Combinatorial Optimisation with Policy Adaptation using latent Space Search, ...
Combinatorial Optimisation with Policy Adaptation using latent Space Search, ...Combinatorial Optimisation with Policy Adaptation using latent Space Search, ...
Combinatorial Optimisation with Policy Adaptation using latent Space Search, ...
 
An age-old question, by Caroline Jean-Pierre
An age-old question, by Caroline Jean-PierreAn age-old question, by Caroline Jean-Pierre
An age-old question, by Caroline Jean-Pierre
 
Applying Churn Prediction Approaches to the Telecom Industry, by Joëlle Lautré
Applying Churn Prediction Approaches to the Telecom Industry, by Joëlle LautréApplying Churn Prediction Approaches to the Telecom Industry, by Joëlle Lautré
Applying Churn Prediction Approaches to the Telecom Industry, by Joëlle Lautré
 
How to supervise a thesis in NLP in the ChatGPT era? By Laure Soulier
How to supervise a thesis in NLP in the ChatGPT era? By Laure SoulierHow to supervise a thesis in NLP in the ChatGPT era? By Laure Soulier
How to supervise a thesis in NLP in the ChatGPT era? By Laure Soulier
 
Global Ambitions Local Realities, by Anna Abreu
Global Ambitions Local Realities, by Anna AbreuGlobal Ambitions Local Realities, by Anna Abreu
Global Ambitions Local Realities, by Anna Abreu
 
Plug-and-Play methods for inverse problems in imagine, by Julie Delon
Plug-and-Play methods for inverse problems in imagine, by Julie DelonPlug-and-Play methods for inverse problems in imagine, by Julie Delon
Plug-and-Play methods for inverse problems in imagine, by Julie Delon
 
Sales Forecasting as a Data Product by Francesca Iannuzzi
Sales Forecasting as a Data Product by Francesca IannuzziSales Forecasting as a Data Product by Francesca Iannuzzi
Sales Forecasting as a Data Product by Francesca Iannuzzi
 
Identifying and mitigating bias in machine learning, by Ruta Binkyte
Identifying and mitigating bias in machine learning, by Ruta BinkyteIdentifying and mitigating bias in machine learning, by Ruta Binkyte
Identifying and mitigating bias in machine learning, by Ruta Binkyte
 
“Turning your ML algorithms into full web apps in no time with Python" by Mar...

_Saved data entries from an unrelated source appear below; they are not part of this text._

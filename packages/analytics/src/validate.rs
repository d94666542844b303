//! Request parameter normalization.
//!
//! Filter values are trimmed and otherwise passed through untouched: no
//! case folding, and a value that is empty after trimming is still a
//! value. Only a parameter that is absent altogether is an error.

use crate::AnalyticsError;

/// Returns the trimmed value of a required parameter.
///
/// # Errors
///
/// Returns [`AnalyticsError::BadRequest`] if the parameter is absent.
pub fn required(value: Option<&str>, name: &str) -> Result<String, AnalyticsError> {
    value
        .map(|v| v.trim().to_string())
        .ok_or_else(|| AnalyticsError::BadRequest {
            message: format!("Missing required query parameter '{name}'"),
        })
}

/// Returns the trimmed value of an optional parameter.
#[must_use]
pub fn optional(value: Option<&str>) -> Option<String> {
    value.map(|v| v.trim().to_string())
}
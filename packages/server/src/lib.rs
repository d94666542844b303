#![cfg_attr(feature = "fail-on-warnings", deny(warnings))]
#![warn(clippy::all, clippy::pedantic, clippy::nursery, clippy::cargo)]
#![allow(clippy::multiple_crate_versions, clippy::cargo_common_metadata)]

//! Actix-Web API server for the epidemiological analytics dashboard.
//!
//! Serves seven read-only JSON views over weekly disease surveillance
//! data held in Apache Druid, plus a health check at `/`. Every view is
//! answered by the `epi_dash_analytics` pipeline against a shared,
//! immutable [`Store`] handle.

pub mod config;
mod handlers;

use std::sync::Arc;

use actix_cors::Cors;
use actix_web::{App, HttpServer, middleware, web};
use epi_dash_store::{DruidClient, Store};

pub use config::ServerConfig;

/// Shared application state.
pub struct AppState {
    /// Analytical store every view queries.
    pub store: Arc<dyn Store>,
}

/// Registers the API routes.
pub fn routes(cfg: &mut web::ServiceConfig) {
    cfg.route("/", web::get().to(handlers::health))
        .route("/trend", web::get().to(handlers::trend))
        .route("/top-diseases", web::get().to(handlers::top_diseases))
        .route("/climate-impact", web::get().to(handlers::climate_impact))
        .route("/map", web::get().to(handlers::map))
        .route("/diseases", web::get().to(handlers::diseases))
        .route("/states", web::get().to(handlers::states))
        .route("/weeks", web::get().to(handlers::date_range));
}

/// Starts the API server.
///
/// Builds the Druid client from `config` and starts the Actix-Web HTTP
/// server. The caller provides the async runtime (e.g. via
/// `#[actix_web::main]`) and is expected to have initialised logging.
///
/// # Errors
///
/// Returns an `std::io::Result` error if the store client cannot be
/// built, the HTTP server fails to bind, or it encounters a runtime
/// error.
#[allow(clippy::future_not_send)]
pub async fn run_server(config: ServerConfig) -> std::io::Result<()> {
    let client = DruidClient::new(&config.store).map_err(std::io::Error::other)?;
    log::info!(
        "Querying datasource '{}' via {} (timeout {}s)",
        config.store.datasource,
        client.endpoint(),
        config.store.timeout.as_secs()
    );

    let state = web::Data::new(AppState {
        store: Arc::new(client),
    });

    log::info!("Starting server on {}:{}", config.bind_addr, config.port);

    HttpServer::new(move || {
        let cors = Cors::permissive();

        App::new()
            .wrap(cors)
            .wrap(middleware::Logger::default())
            .app_data(state.clone())
            .configure(routes)
    })
    .bind((config.bind_addr, config.port))?
    .run()
    .await
}
#![cfg_attr(feature = "fail-on-warnings", deny(warnings))]
#![warn(clippy::all, clippy::pedantic, clippy::nursery, clippy::cargo)]
#![allow(clippy::multiple_crate_versions, clippy::cargo_common_metadata)]

//! Request and response types for the analytical views.
//!
//! Parameter structs hold already-validated, trimmed filter values. The
//! record and envelope structs serialize to the JSON contract consumed by
//! the dashboard frontend, so their field names are part of the wire
//! format and stay `snake_case`.

use serde::{Deserialize, Serialize};

/// Label used for the `week` field of the top-diseases envelope. The
/// ranking always spans the whole dataset.
pub const ALL_TIME_LABEL: &str = "All Time";

/// Maximum number of entries in a disease ranking.
pub const TOP_DISEASES_LIMIT: usize = 5;

/// Parameters for the weekly case trend view.
#[derive(Debug, Clone, PartialEq, Eq, Serialize, Deserialize)]
pub struct TrendParams {
    /// State/UT name.
    pub state_ut: String,
    /// Disease name.
    pub disease: String,
}

/// Parameters for the top-diseases ranking view.
#[derive(Debug, Clone, PartialEq, Eq, Serialize, Deserialize)]
pub struct TopDiseasesParams {
    /// State/UT name, matched against the trimmed stored value.
    pub state_ut: String,
    /// Week requested by the caller. Accepted for compatibility with the
    /// frontend but not used as a filter.
    pub week: Option<String>,
}

/// Parameters for the climate impact view.
#[derive(Debug, Clone, PartialEq, Eq, Serialize, Deserialize)]
pub struct ClimateImpactParams {
    /// Disease name.
    pub disease: String,
}

/// Parameters for the district map view.
#[derive(Debug, Clone, PartialEq, Eq, Serialize, Deserialize)]
pub struct MapParams {
    /// Week start date (`YYYY-MM-DD`), passed to the store verbatim.
    pub week: String,
    /// Disease name.
    pub disease: String,
}

/// Weekly case count.
#[derive(Debug, Clone, PartialEq, Eq, Serialize, Deserialize)]
pub struct TimeSeriesPoint {
    /// Week bucket label as returned by the store.
    pub week: String,
    /// Total cases in the week.
    pub cases: u64,
}

/// A disease and its summed case count.
#[derive(Debug, Clone, PartialEq, Eq, Serialize, Deserialize)]
pub struct DiseaseRanking {
    /// Disease name.
    pub disease: String,
    /// Total cases, nulls counted as zero.
    pub total_cases: u64,
}

/// Dataset-wide climate averages for a disease.
#[derive(Debug, Clone, Copy, Default, PartialEq, Serialize, Deserialize)]
pub struct ClimateMetrics {
    /// Mean temperature in degrees Celsius.
    pub avg_temp: f64,
    /// Mean precipitation.
    pub avg_precipitation: f64,
    /// Mean leaf area index.
    pub avg_lai: f64,
}

/// One week of the climate impact time series.
#[derive(Debug, Clone, PartialEq, Serialize, Deserialize)]
pub struct ClimateDataPoint {
    /// Week bucket label.
    pub week: String,
    /// Total cases in the week.
    pub cases: u64,
    /// Mean temperature in degrees Celsius.
    pub temp: f64,
    /// Mean precipitation.
    pub precipitation: f64,
    /// Mean leaf area index.
    pub lai: f64,
}

/// A district on the case map.
///
/// The coordinates are the average over every row reported for the
/// district in the selected week, not a surveyed centroid.
#[derive(Debug, Clone, PartialEq, Serialize, Deserialize)]
pub struct GeoPoint {
    /// District name.
    pub district: String,
    /// State/UT the district belongs to.
    pub state_ut: String,
    /// Mean latitude.
    pub latitude: f64,
    /// Mean longitude.
    pub longitude: f64,
    /// Total cases in the week.
    pub total_cases: u64,
}

/// Envelope for `GET /trend`.
#[derive(Debug, Clone, PartialEq, Eq, Serialize, Deserialize)]
pub struct TrendResponse {
    /// Echoed state/UT.
    pub state_ut: String,
    /// Echoed disease.
    pub disease: String,
    /// Weekly points, ascending by week.
    pub data: Vec<TimeSeriesPoint>,
}

/// Envelope for `GET /top-diseases`.
#[derive(Debug, Clone, PartialEq, Eq, Serialize, Deserialize)]
pub struct TopDiseasesResponse {
    /// Echoed (trimmed) state/UT.
    pub state_ut: String,
    /// Always [`ALL_TIME_LABEL`].
    pub week: String,
    /// Up to [`TOP_DISEASES_LIMIT`] diseases, descending by total.
    pub diseases: Vec<DiseaseRanking>,
}

/// Envelope for `GET /climate-impact`.
#[derive(Debug, Clone, PartialEq, Serialize, Deserialize)]
pub struct ClimateImpactResponse {
    /// Echoed disease.
    pub disease: String,
    /// Dataset-wide averages.
    pub climate_metrics: ClimateMetrics,
    /// Weekly series, ascending by week.
    pub time_series: Vec<ClimateDataPoint>,
}

/// Envelope for `GET /map`.
#[derive(Debug, Clone, PartialEq, Serialize, Deserialize)]
pub struct MapResponse {
    /// Echoed week.
    pub week: String,
    /// Echoed disease.
    pub disease: String,
    /// Districts with cases, descending by total.
    pub locations: Vec<GeoPoint>,
}

/// Envelope for `GET /diseases`.
#[derive(Debug, Clone, PartialEq, Eq, Serialize, Deserialize)]
pub struct DiseasesResponse {
    /// Distinct disease names, ascending.
    pub diseases: Vec<String>,
}

/// Envelope for `GET /states`.
#[derive(Debug, Clone, PartialEq, Eq, Serialize, Deserialize)]
pub struct StatesResponse {
    /// Distinct state/UT names, ascending.
    pub states: Vec<String>,
}

/// Envelope for `GET /weeks`.
#[derive(Debug, Clone, Default, PartialEq, Eq, Serialize, Deserialize)]
pub struct DateRangeResponse {
    /// Earliest timestamp in the dataset, `null` when it is empty.
    pub min_date: Option<String>,
    /// Latest timestamp in the dataset, `null` when it is empty.
    pub max_date: Option<String>,
}

#[cfg(test)]
mod tests {
    use super::*;

    #[test]
    fn top_diseases_envelope_wire_shape() {
        let resp = TopDiseasesResponse {
            state_ut: "Kerala".to_string(),
            week: ALL_TIME_LABEL.to_string(),
            diseases: vec![DiseaseRanking {
                disease: "Dengue".to_string(),
                total_cases: 150,
            }],
        };
        assert_eq!(
            serde_json::to_value(&resp).unwrap(),
            serde_json::json!({
                "state_ut": "Kerala",
                "week": "All Time",
                "diseases": [{"disease": "Dengue", "total_cases": 150}],
            })
        );
    }

    #[test]
    fn empty_date_range_serializes_nulls() {
        assert_eq!(
            serde_json::to_value(DateRangeResponse::default()).unwrap(),
            serde_json::json!({"min_date": null, "max_date": null})
        );
    }
}
//! One function per analytical view.
//!
//! Each view builds its statement(s), executes them against the store,
//! maps the rows and assembles the response envelope. Store and
//! single-row mapping failures propagate unchanged; per-record mapping
//! failures are logged and dropped by [`MappedRows::into_records`].
//!
//! [`MappedRows::into_records`]: crate::mapping::MappedRows::into_records

use epi_dash_analytics_models::{
    ALL_TIME_LABEL, ClimateImpactParams, ClimateImpactResponse, ClimateMetrics,
    DateRangeResponse, DiseasesResponse, MapParams, MapResponse, StatesResponse,
    TopDiseasesParams, TopDiseasesResponse, TrendParams, TrendResponse,
};
use epi_dash_store::Store;

use crate::queries::{self, Dimension};
use crate::{AnalyticsError, mapping};

/// Weekly case trend for a state and disease.
///
/// No matching rows is a valid, empty trend.
///
/// # Errors
///
/// Returns [`AnalyticsError`] if the store call fails.
pub async fn trend(
    store: &dyn Store,
    params: TrendParams,
) -> Result<TrendResponse, AnalyticsError> {
    let stmt = queries::trend(store.datasource(), &params);
    let rows = store.execute(&stmt).await?;
    let data = mapping::trend_series(&rows).into_records("trend");

    Ok(TrendResponse {
        state_ut: params.state_ut,
        disease: params.disease,
        data,
    })
}

/// All-time top diseases for a state.
///
/// An empty ranking is still a successful response labelled
/// [`ALL_TIME_LABEL`].
///
/// # Errors
///
/// Returns [`AnalyticsError`] if the store call fails.
pub async fn top_diseases(
    store: &dyn Store,
    params: TopDiseasesParams,
) -> Result<TopDiseasesResponse, AnalyticsError> {
    log::info!("Fetching top diseases for state: {}", params.state_ut);

    let stmt = queries::top_diseases(store.datasource(), &params);
    let rows = store.execute(&stmt).await?;
    let diseases = mapping::disease_rankings(&rows).into_records("top-diseases");

    if diseases.is_empty() {
        log::warn!("No data found for state: {}", params.state_ut);
    }

    Ok(TopDiseasesResponse {
        state_ut: params.state_ut,
        week: ALL_TIME_LABEL.to_string(),
        diseases,
    })
}

/// Climate averages and weekly climate series for a disease.
///
/// The two statements are independent and run concurrently.
///
/// # Errors
///
/// Returns [`AnalyticsError`] if either store call fails or the metrics
/// row is malformed.
pub async fn climate_impact(
    store: &dyn Store,
    params: ClimateImpactParams,
) -> Result<ClimateImpactResponse, AnalyticsError> {
    let metrics_stmt = queries::climate_metrics(store.datasource(), &params);
    let series_stmt = queries::climate_series(store.datasource(), &params);

    let (metrics_rows, series_rows) = futures::try_join!(
        store.execute(&metrics_stmt),
        store.execute(&series_stmt)
    )?;

    let climate_metrics = match metrics_rows.first() {
        Some(row) => mapping::climate_metrics(row)?,
        None => ClimateMetrics::default(),
    };
    let time_series = mapping::climate_series(&series_rows).into_records("climate-impact");

    Ok(ClimateImpactResponse {
        disease: params.disease,
        climate_metrics,
        time_series,
    })
}

/// District case map for one week and disease.
///
/// # Errors
///
/// Returns [`AnalyticsError`] if the store call fails, including when the
/// store rejects a malformed week.
pub async fn map(store: &dyn Store, params: MapParams) -> Result<MapResponse, AnalyticsError> {
    let stmt = queries::map(store.datasource(), &params);
    let rows = store.execute(&stmt).await?;
    let locations = mapping::geo_points(&rows).into_records("map");

    Ok(MapResponse {
        week: params.week,
        disease: params.disease,
        locations,
    })
}

/// All disease names in the dataset.
///
/// # Errors
///
/// Returns [`AnalyticsError`] if the store call fails or every row
/// lacks the enumerated column.
pub async fn diseases(store: &dyn Store) -> Result<DiseasesResponse, AnalyticsError> {
    let stmt = queries::distinct_values(store.datasource(), Dimension::Disease);
    let rows = store.execute(&stmt).await?;

    Ok(DiseasesResponse {
        diseases: mapping::dimension_values(&rows, Dimension::Disease.column())
            .into_nonempty_records("diseases")?,
    })
}

/// All state/UT names in the dataset.
///
/// # Errors
///
/// Returns [`AnalyticsError`] if the store call fails or every row
/// lacks the enumerated column.
pub async fn states(store: &dyn Store) -> Result<StatesResponse, AnalyticsError> {
    let stmt = queries::distinct_values(store.datasource(), Dimension::StateUt);
    let rows = store.execute(&stmt).await?;

    Ok(StatesResponse {
        states: mapping::dimension_values(&rows, Dimension::StateUt.column())
            .into_nonempty_records("states")?,
    })
}

/// First and last timestamps in the dataset.
///
/// # Errors
///
/// Returns [`AnalyticsError`] if the store call fails or a bound column
/// is missing or not text.
pub async fn date_range(store: &dyn Store) -> Result<DateRangeResponse, AnalyticsError> {
    let stmt = queries::date_range(store.datasource());
    let rows = store.execute(&stmt).await?;
    let (min_date, max_date) = mapping::date_range(&rows)?;

    Ok(DateRangeResponse { min_date, max_date })
}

“Turning your ML algorithms into full web apps in no time with Python" by Mar...“Turning your ML algorithms into full web apps in no time with Python" by Mar...

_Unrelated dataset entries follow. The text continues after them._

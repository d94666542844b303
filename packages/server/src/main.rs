#![cfg_attr(feature = "fail-on-warnings", deny(warnings))]
#![warn(clippy::all, clippy::pedantic, clippy::nursery, clippy::cargo)]
#![allow(clippy::multiple_crate_versions, clippy::cargo_common_metadata)]

//! Binary entry point for the analytics API server.

use epi_dash_server::{ServerConfig, run_server};

#[actix_web::main]
async fn main() -> std::io::Result<()> {
    pretty_env_logger::init_custom_env("RUST_LOG");

    run_server(ServerConfig::from_env()).await
}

“Turning your ML algorithms into full web apps in no time with Python" by Mar...
 
Nature Language Processing for proteins by Amélie Héliou, Software Engineer @...
Nature Language Processing for proteins by Amélie Héliou, Software Engineer @...Nature Language Processing for proteins by Amélie Héliou, Software Engineer @...
Nature Language Processing for proteins by Amélie Héliou, Software Engineer @...
 
Sandrine Henry presents the BechdelAI project
Sandrine Henry presents the BechdelAI projectSandrine Henry presents the BechdelAI project
Sandrine Henry presents the BechdelAI project
 
Anastasiia Tryputen_War in Ukraine or how extraordinary courage reshapes geop...
Anastasiia Tryputen_War in Ukraine or how extraordinary courage reshapes geop...Anastasiia Tryputen_War in Ukraine or how extraordinary courage reshapes geop...
Anastasiia Tryputen_War in Ukraine or how extraordinary courage reshapes geop...
 
Khrystyna Grynko WiMLDS - From marketing to Tech.pdf
Khrystyna Grynko WiMLDS - From marketing to Tech.pdfKhrystyna Grynko WiMLDS - From marketing to Tech.pdf
Khrystyna Grynko WiMLDS - From marketing to Tech.pdf
 

Último

SAC 25 Final National, Regional & Local Angel Group Investing Insights 2024 0...
SAC 25 Final National, Regional & Local Angel Group Investing Insights 2024 0...SAC 25 Final National, Regional & Local Angel Group Investing Insights 2024 0...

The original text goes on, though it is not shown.